NSF has a major investment in the
ever-increasing computational and database needs that provide infrastructure
not only for microbial genomics but for many areas of life science. Examples
include projects dealing with genomic mapping data, the Ribosome Database
Project (RDP), a microbial biodegradation database, and the Protein Data Bank
(PDB). All seek to accommodate the rapid growth in storable information, allow
complex querying, and facilitate access to data as well as linkage to and
integration with other databases. The latter program is funded jointly with NIH
and DOE. The current NSF investment in this area is about $4.5M.

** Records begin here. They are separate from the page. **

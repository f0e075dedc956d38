//! Custody of the pawn and movement of loan currency.
//!
//! The lifecycle handlers in [`crate::engine`] only talk to these two traits.
//! On chain they are backed by token program CPIs ([`cpi::CpiRuntime`]),
//! off chain by [`crate::ledger::LocalLedger`].

pub mod cpi;
pub mod metadata;

use solana_program::{
    entrypoint::ProgramResult, program_error::ProgramError, program_option::COption,
    pubkey::Pubkey,
};
use spl_token::state::{Account as TokenAccount, AccountState};

/// Decoded view of an SPL token account
#[derive(Debug, Clone, PartialEq, Eq)]
pub struct TokenAccountState {
    pub mint: Pubkey,
    pub owner: Pubkey,
    pub amount: u64,
    pub delegate: Option<Pubkey>,
    pub delegated_amount: u64,
    pub is_frozen: bool,
}

impl TokenAccountState {
    pub fn new(mint: Pubkey, owner: Pubkey, amount: u64) -> Self {
        Self {
            mint,
            owner,
            amount,
            delegate: None,
            delegated_amount: 0,
            is_frozen: false,
        }
    }

    /// True while the account is frozen under `loan`'s delegated authority
    pub fn is_held_by(&self, loan: &Pubkey) -> bool {
        self.is_frozen && self.delegate.as_ref() == Some(loan)
    }
}

impl From<TokenAccount> for TokenAccountState {
    fn from(account: TokenAccount) -> Self {
        Self {
            mint: account.mint,
            owner: account.owner,
            amount: account.amount,
            delegate: match account.delegate {
                COption::Some(delegate) => Some(delegate),
                COption::None => None,
            },
            delegated_amount: account.delegated_amount,
            is_frozen: account.state == AccountState::Frozen,
        }
    }
}

/// Operations on the account holding the pawn. The owner never changes
/// except through `transfer_pawn`.
pub trait Custody {
    fn token_account(&self, account: &Pubkey) -> Result<TokenAccountState, ProgramError>;

    /// Grants `delegate` authority over `amount` units. Signed by `owner`.
    fn delegate(
        &mut self,
        account: &Pubkey,
        owner: &Pubkey,
        delegate: &Pubkey,
        amount: u64,
    ) -> ProgramResult;

    /// Clears the delegate. Signed by `owner`.
    fn revoke(&mut self, account: &Pubkey, owner: &Pubkey) -> ProgramResult;

    /// Makes the account non-transferable. Signed by its delegate.
    fn freeze(&mut self, account: &Pubkey, delegate: &Pubkey) -> ProgramResult;

    fn thaw(&mut self, account: &Pubkey, delegate: &Pubkey) -> ProgramResult;

    /// Moves units out of `from`, signed by its owner or delegate. Moving the
    /// whole delegated amount consumes the delegation.
    fn transfer_pawn(
        &mut self,
        from: &Pubkey,
        to: &Pubkey,
        authority: &Pubkey,
        amount: u64,
    ) -> ProgramResult;
}

/// Moves loan currency. The backend is picked by currency: the native mint
/// moves lamports between wallets, any other mint moves SPL tokens.
pub trait Treasury {
    /// Who the funds in `account` belong to: the wallet itself for lamports,
    /// the token owner for token accounts of `currency`.
    fn payment_owner(&self, currency: &Pubkey, account: &Pubkey) -> Result<Pubkey, ProgramError>;

    /// Balance that can leave `account` without dropping below its reserve
    fn withdrawable(&self, currency: &Pubkey, account: &Pubkey) -> Result<u64, ProgramError>;

    fn pay(
        &mut self,
        currency: &Pubkey,
        from: &Pubkey,
        to: &Pubkey,
        authority: &Pubkey,
        amount: u64,
    ) -> ProgramResult;
}

pub fn is_native(currency: &Pubkey) -> bool {
    *currency == spl_token::native_mint::id()
}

NSF has a strong interest in and
commitment to education and has funded approximately $4.7M in the area of
genomics curriculum development, with about $3.3M in current funding, including
an interdisciplinary program for graduate training in bioinformatics and the
Genome Radio Program. Again, these apply not only to microbial genomics but to
genomics more broadly.
NSF funds two large centers in the
area of microbiology, including the Biotechnology Center at the University of
Washington that is sequencing the Halobacterium genome and the Center
for Microbial Ecology at Michigan State University. The NSF investment in these
centers since fiscal year 1992 is $38M. Novel strategies for increasing
microbial isolation capabilities are supported by a recent NSF award through
the Major Research Instrumentation program. Researchers at the Advanced Microbe
Isolation Laboratory at Oregon State University will develop automated
approaches for culturing and identifying novel microorganisms from natural
ecosystems.
C. Future investments and
collaborations in microbial genomics. Microbial genomics is an important
component of NSF's future plans. Linking the genome sequence to function
of microbes in natural ecosystems is an emerging theme. Currently, programs
such as Microbial Genetics, LExEn, Biocomplexity, and others will be
responsible for these proposals. A new microbiology postdoctoral program whose
goal is to develop a cohort of scientists trained in non-model microbial
systems and microbial systematics will be announced for FY2000. NSF also has a
post doctoral fellowship program in Biological Informatics to address the need
for scientists trained in computational biology and bioinformatics.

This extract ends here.